Simplesmente não consigo pensar nesta hipótese. Não entra na minha cabeça dura.
O que EU QUERO, agora naturalmente, é surfar em Bocas del Toro até a temporada de ondas acabar. Velejar para San Blas e sentir toda aquela beleza e paz mais uma vez e sair de lá no início da temporada de chuvas, aí por junho.
Depois cruzar o Canal, depois passar mais um tempo na Cidade do Panamá acertando os últimos detalhes e aí então começar a cruzar o Pacífico em direção a Galápagos, provavelmente no fim de julho.
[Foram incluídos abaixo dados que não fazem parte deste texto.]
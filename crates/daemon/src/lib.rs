//! # FileVault Daemon Library
//!
//! This crate provides the server side of FileVault: a TCP service that lets
//! authenticated users download, upload, delete and rename files below a
//! storage root.
//!
//! ## Overview
//!
//! - **Connection Loop**: one task per client, strictly request then response
//! - **Router**: fixed routing table with permission checks, fail-closed
//! - **Handlers**: decode request payloads and call the file store
//! - **User Store**: salted password hashes and permission sets in JSON
//! - **File Store**: sandboxed local files with per-path locking
//!
//! ## Architecture
//!
//! ```text
//! ┌─────────────────────────────────────────────────────────────┐
//! │                          Server                             │
//! │              accept loop, connection limit                  │
//! ├─────────────────────────────────────────────────────────────┤
//! │   Connection (Framer + Session)   ...   Connection          │
//! ├─────────────────────────────────────────────────────────────┤
//! │                          Router                             │
//! │     LOGIN/LOGOUT ─▶ UserStore     file ops ─▶ Handlers      │
//! ├───────────────────────────┬─────────────────────────────────┤
//! │     JsonUserStore         │        LocalFileStore           │
//! └───────────────────────────┴─────────────────────────────────┘
//! ```
//!
//! ## Quick Start
//!
//! ```rust,no_run
//! use std::sync::Arc;
//!
//! use daemon::{Config, JsonUserStore, LocalFileStore, Router, Server, ServerOptions};
//! use tokio_util::sync::CancellationToken;
//!
//! #[tokio::main]
//! async fn main() -> anyhow::Result<()> {
//!     let config = Config::load_default()?;
//!
//!     let files = LocalFileStore::open(&config.storage.root).await?;
//!     let users = JsonUserStore::open(&config.storage.users_file).await?;
//!     let router = Arc::new(Router::new(Arc::new(files), Arc::new(users)));
//!
//!     let server = Server::bind(
//!         config.server.bind_address.as_str(),
//!         router,
//!         ServerOptions::from_config(&config),
//!     )
//!     .await?;
//!     server.run(CancellationToken::new()).await?;
//!     Ok(())
//! }
//! ```
//!
//! ## Modules
//!
//! - [`config`]: Configuration file handling
//! - [`auth`]: Permissions and the user store
//! - [`files`]: File store interface and local backend
//! - [`session`]: Per-connection authentication state
//! - [`handlers`]: File operation handlers
//! - [`router`]: Request routing and authorization
//! - [`connection`]: Per-connection request loop
//! - [`server`]: TCP listener

pub mod auth;
pub mod config;
pub mod connection;
pub mod files;
pub mod handlers;
pub mod router;
pub mod server;
pub mod session;

pub use auth::{
    AuthError, AuthenticatedUser, JsonUserStore, Permission, PermissionSet, UserRecord, UserStore,
};
pub use config::Config;
pub use connection::{Connection, ConnectionEnd};
pub use files::{FileStore, FileStoreError, LocalFileStore};
pub use handlers::Handlers;
pub use router::{route, Dispatched, Operation, Route, Router, RouterError};
pub use server::{Server, ServerOptions};
pub use session::Session;
//! The file store interface consumed by the operation handlers.

use std::future::Future;

use thiserror::Error;

/// Errors a file store can report. All of them are per-request and
/// recoverable; none of them end the connection.
#[derive(Debug, Error)]
pub enum FileStoreError {
    /// The requested file does not exist.
    #[error("Could not find {0}")]
    NotFound(String),

    /// The path is absolute, escapes the store, or is otherwise unusable.
    #[error("invalid path {path}: {reason}")]
    InvalidPath { path: String, reason: String },

    /// The path names a directory, not a file.
    #[error("{0} is a directory")]
    IsADirectory(String),

    /// IO error.
    #[error("IO error on {path}: {source}")]
    Io {
        path: String,
        #[source]
        source: std::io::Error,
    },
}

impl FileStoreError {
    pub fn invalid_path(path: &str, reason: impl Into<String>) -> Self {
        Self::InvalidPath {
            path: path.to_string(),
            reason: reason.into(),
        }
    }

    /// Map an IO error, turning `NotFound` into [`FileStoreError::NotFound`].
    pub fn from_io(path: &str, source: std::io::Error) -> Self {
        if source.kind() == std::io::ErrorKind::NotFound {
            Self::NotFound(path.to_string())
        } else {
            Self::Io {
                path: path.to_string(),
                source,
            }
        }
    }
}

/// Byte-oriented file access by logical path.
///
/// Paths are the relative path tokens carried in request payloads.
/// Implementations sandbox them and serialize concurrent operations on the
/// same path.
pub trait FileStore: Send + Sync {
    /// Read a whole file.
    fn read(&self, path: &str) -> impl Future<Output = Result<Vec<u8>, FileStoreError>> + Send;

    /// Create or replace a file.
    fn write(
        &self,
        path: &str,
        data: &[u8],
    ) -> impl Future<Output = Result<(), FileStoreError>> + Send;

    /// Remove a file.
    fn delete(&self, path: &str) -> impl Future<Output = Result<(), FileStoreError>> + Send;

    /// Move a file to a new path, replacing any file already there.
    fn rename(
        &self,
        from: &str,
        to: &str,
    ) -> impl Future<Output = Result<(), FileStoreError>> + Send;
}

#[cfg(test)]
mod tests {
    use super::*;

    #[test]
    fn test_not_found_message_names_path() {
        let err = FileStoreError::NotFound("public/text.txt".to_string());
        assert_eq!(err.to_string(), "Could not find public/text.txt");
    }

    #[test]
    fn test_from_io_not_found() {
        let io_err = std::io::Error::new(std::io::ErrorKind::NotFound, "gone");
        assert!(matches!(
            FileStoreError::from_io("a.txt", io_err),
            FileStoreError::NotFound(path) if path == "a.txt"
        ));
    }

    #[test]
    fn test_from_io_other() {
        let io_err = std::io::Error::new(std::io::ErrorKind::PermissionDenied, "denied");
        let err = FileStoreError::from_io("a.txt", io_err);
        assert!(matches!(err, FileStoreError::Io { .. }));
        assert!(err.to_string().contains("a.txt"));
    }

    #[test]
    fn test_invalid_path_message() {
        let err = FileStoreError::invalid_path("../etc/passwd", "escapes the storage root");
        assert_eq!(
            err.to_string(),
            "invalid path ../etc/passwd: escapes the storage root"
        );
    }
}
//! TCP listener.
//!
//! The server accepts connections until its shutdown token is cancelled and
//! runs each one as its own task. At most `max_connections` are served at
//! once; further clients stay in the listen backlog until a slot frees up.

use std::io;
use std::net::SocketAddr;
use std::sync::Arc;
use std::time::Duration;

use protocol::{Framer, TracingProgress, DEFAULT_MAX_PAYLOAD_SIZE};
use tokio::net::{TcpListener, ToSocketAddrs};
use tokio::sync::Semaphore;
use tokio_util::sync::CancellationToken;
use tokio_util::task::TaskTracker;
use tracing::{debug, info, warn};

use crate::auth::UserStore;
use crate::config::Config;
use crate::connection::Connection;
use crate::files::FileStore;
use crate::router::Router;

/// Pause after the first failed `accept`.
const INITIAL_ACCEPT_BACKOFF_MS: u64 = 10;
/// Longest pause between failed `accept` calls.
const MAX_ACCEPT_BACKOFF_MS: u64 = 1_000;

/// Delay between retries while `accept` keeps failing, e.g. when the
/// process is out of file descriptors. Doubles per failure and resets on
/// the next successful accept.
#[derive(Debug)]
struct AcceptBackoff {
    next: Duration,
}

impl AcceptBackoff {
    fn new() -> Self {
        Self {
            next: Duration::from_millis(INITIAL_ACCEPT_BACKOFF_MS),
        }
    }

    fn failed(&mut self) -> Duration {
        let delay = self.next;
        self.next = (self.next * 2).min(Duration::from_millis(MAX_ACCEPT_BACKOFF_MS));
        delay
    }

    fn reset(&mut self) {
        self.next = Duration::from_millis(INITIAL_ACCEPT_BACKOFF_MS);
    }
}

/// Listener settings.
#[derive(Debug, Clone, PartialEq, Eq)]
pub struct ServerOptions {
    pub max_connections: usize,
    pub idle_timeout: Option<Duration>,
    pub max_payload_size: u64,
}

impl Default for ServerOptions {
    fn default() -> Self {
        Self {
            max_connections: 64,
            idle_timeout: None,
            max_payload_size: DEFAULT_MAX_PAYLOAD_SIZE,
        }
    }
}

impl ServerOptions {
    pub fn from_config(config: &Config) -> Self {
        Self {
            max_connections: config.server.max_connections,
            idle_timeout: config.idle_timeout(),
            max_payload_size: config.protocol.max_payload_size,
        }
    }
}

/// A bound FileVault server.
pub struct Server<F, U> {
    listener: TcpListener,
    router: Arc<Router<F, U>>,
    options: ServerOptions,
}

impl<F, U> Server<F, U>
where
    F: FileStore + 'static,
    U: UserStore + 'static,
{
    /// Bind the listening socket.
    pub async fn bind<A: ToSocketAddrs>(
        addr: A,
        router: Arc<Router<F, U>>,
        options: ServerOptions,
    ) -> io::Result<Self> {
        let listener = TcpListener::bind(addr).await?;
        Ok(Self {
            listener,
            router,
            options,
        })
    }

    /// The address actually bound, useful when binding port 0.
    pub fn local_addr(&self) -> io::Result<SocketAddr> {
        self.listener.local_addr()
    }

    /// Accept connections until `shutdown` is cancelled, then wait for the
    /// connection tasks to stop.
    pub async fn run(self, shutdown: CancellationToken) -> io::Result<()> {
        let addr = self.local_addr()?;
        info!(
            %addr,
            max_connections = self.options.max_connections,
            "Listening"
        );

        let slots = Arc::new(Semaphore::new(self.options.max_connections));
        let tasks = TaskTracker::new();
        let mut backoff = AcceptBackoff::new();

        loop {
            let permit = tokio::select! {
                _ = shutdown.cancelled() => break,
                permit = slots.clone().acquire_owned() => match permit {
                    Ok(permit) => permit,
                    Err(_) => break,
                },
            };

            let (stream, peer) = tokio::select! {
                _ = shutdown.cancelled() => break,
                accepted = self.listener.accept() => match accepted {
                    Ok(accepted) => accepted,
                    Err(e) => {
                        let delay = backoff.failed();
                        warn!(error = %e, retry_in = ?delay, "Accept failed");
                        tokio::select! {
                            _ = shutdown.cancelled() => break,
                            _ = tokio::time::sleep(delay) => continue,
                        }
                    }
                },
            };
            backoff.reset();

            if let Err(e) = stream.set_nodelay(true) {
                debug!(%peer, error = %e, "Could not set TCP_NODELAY");
            }

            let framer = Framer::new(stream)
                .with_max_payload_size(self.options.max_payload_size)
                .with_observer(Arc::new(TracingProgress));
            let connection = Connection::new(framer, peer.to_string(), Arc::clone(&self.router))
                .with_idle_timeout(self.options.idle_timeout);
            let shutdown = shutdown.clone();

            tasks.spawn(async move {
                let _permit = permit;
                tokio::select! {
                    _ = shutdown.cancelled() => {}
                    _ = connection.run() => {}
                }
            });
        }

        info!(active = tasks.len(), "Shutting down");
        tasks.close();
        tasks.wait().await;
        Ok(())
    }
}

#[cfg(test)]
mod tests {
    use super::*;
    use protocol::{Credentials, Message, MessageType};
    use tempfile::TempDir;
    use tokio::net::TcpStream;

    use crate::auth::{JsonUserStore, PermissionSet};
    use crate::files::LocalFileStore;

    async fn start_server(
        temp_dir: &TempDir,
        options: ServerOptions,
    ) -> (SocketAddr, CancellationToken, tokio::task::JoinHandle<io::Result<()>>) {
        let files = LocalFileStore::open(temp_dir.path().join("files"))
            .await
            .unwrap();
        let users = JsonUserStore::new(temp_dir.path().join("users.json"));
        users
            .add_user("root", "rootpw", PermissionSet::root())
            .await
            .unwrap();

        let router = Arc::new(Router::new(Arc::new(files), Arc::new(users)));
        let server = Server::bind("127.0.0.1:0", router, options).await.unwrap();
        let addr = server.local_addr().unwrap();

        let shutdown = CancellationToken::new();
        let handle = tokio::spawn(server.run(shutdown.clone()));
        (addr, shutdown, handle)
    }

    async fn connect(addr: SocketAddr) -> Framer<TcpStream> {
        Framer::new(TcpStream::connect(addr).await.unwrap())
    }

    fn login() -> Message {
        Message::new(
            MessageType::Login,
            Credentials::new("root", "rootpw").encode().unwrap(),
        )
    }

    #[test]
    fn test_options_from_config() {
        let mut config = Config::default();
        config.server.max_connections = 3;
        config.server.idle_timeout_secs = 30;

        let options = ServerOptions::from_config(&config);
        assert_eq!(options.max_connections, 3);
        assert_eq!(options.idle_timeout, Some(Duration::from_secs(30)));
        assert_eq!(options.max_payload_size, config.protocol.max_payload_size);
    }

    #[test]
    fn test_accept_backoff_grows_and_resets() {
        let mut backoff = AcceptBackoff::new();
        assert_eq!(backoff.failed(), Duration::from_millis(10));
        assert_eq!(backoff.failed(), Duration::from_millis(20));
        assert_eq!(backoff.failed(), Duration::from_millis(40));

        for _ in 0..20 {
            backoff.failed();
        }
        assert_eq!(backoff.failed(), Duration::from_millis(MAX_ACCEPT_BACKOFF_MS));

        backoff.reset();
        assert_eq!(backoff.failed(), Duration::from_millis(INITIAL_ACCEPT_BACKOFF_MS));
    }

    #[tokio::test]
    async fn test_serves_connection() {
        let temp_dir = TempDir::new().unwrap();
        let (addr, shutdown, handle) = start_server(&temp_dir, ServerOptions::default()).await;

        let mut client = connect(addr).await;
        client.send(&login()).await.unwrap();
        assert_eq!(client.receive().await.unwrap().unwrap(), Message::ok());

        shutdown.cancel();
        handle.await.unwrap().unwrap();
    }

    #[tokio::test]
    async fn test_shutdown_closes_open_connections() {
        let temp_dir = TempDir::new().unwrap();
        let (addr, shutdown, handle) = start_server(&temp_dir, ServerOptions::default()).await;

        let mut client = connect(addr).await;
        client.send(&login()).await.unwrap();
        assert_eq!(client.receive().await.unwrap().unwrap(), Message::ok());

        shutdown.cancel();
        tokio::time::timeout(Duration::from_secs(5), handle)
            .await
            .unwrap()
            .unwrap()
            .unwrap();

        assert!(client.receive().await.unwrap_or(None).is_none());
    }

    #[tokio::test]
    async fn test_connection_limit_queues_excess_clients() {
        let temp_dir = TempDir::new().unwrap();
        let options = ServerOptions {
            max_connections: 1,
            ..ServerOptions::default()
        };
        let (addr, shutdown, handle) = start_server(&temp_dir, options).await;

        let mut first = connect(addr).await;
        first.send(&login()).await.unwrap();
        assert_eq!(first.receive().await.unwrap().unwrap(), Message::ok());

        let mut second = connect(addr).await;
        second.send(&login()).await.unwrap();
        let waiting = tokio::time::timeout(Duration::from_millis(200), second.receive()).await;
        assert!(waiting.is_err(), "second client served while the slot was taken");

        drop(first);
        let response = tokio::time::timeout(Duration::from_secs(5), second.receive())
            .await
            .unwrap()
            .unwrap()
            .unwrap();
        assert_eq!(response, Message::ok());

        shutdown.cancel();
        handle.await.unwrap().unwrap();
    }
}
Casualmente mais ou menos no mesmo período em que fizemos a nossa primeira Travessia do Pacífico em 2008, na qual saímos do Panamá na metade de julho.
Isto vai me dar mais Surf, mais velejadas lindas, mais ancoragens idílicas, mais possibilidades de receber pessoas, mais possibilidade de fazer caixa para vagabundear mais no Pacífico, e, a possibilidade de usar o visto da Polinésia Francesa até o limite de chegada do tempo ruim, e depois subir rumo norte e passar o natal em uma área sem Furacões, aeroportos, congestionamentos...
Apenas altas ondas, pessoas sinceras por perto, ilhas paradisíacas, fins de tarde surreais em ancoragens idílicas com a água tão clara que será mais fácil pensar que os peixes voam.
Obrigado Meu Deus por colocar pessoas tão especiais em meu caminho!!!
Obrigado Meu Deus por sempre guiar meus passos!!!
Te prepara Pacífico, que o Brava está a caminho!!!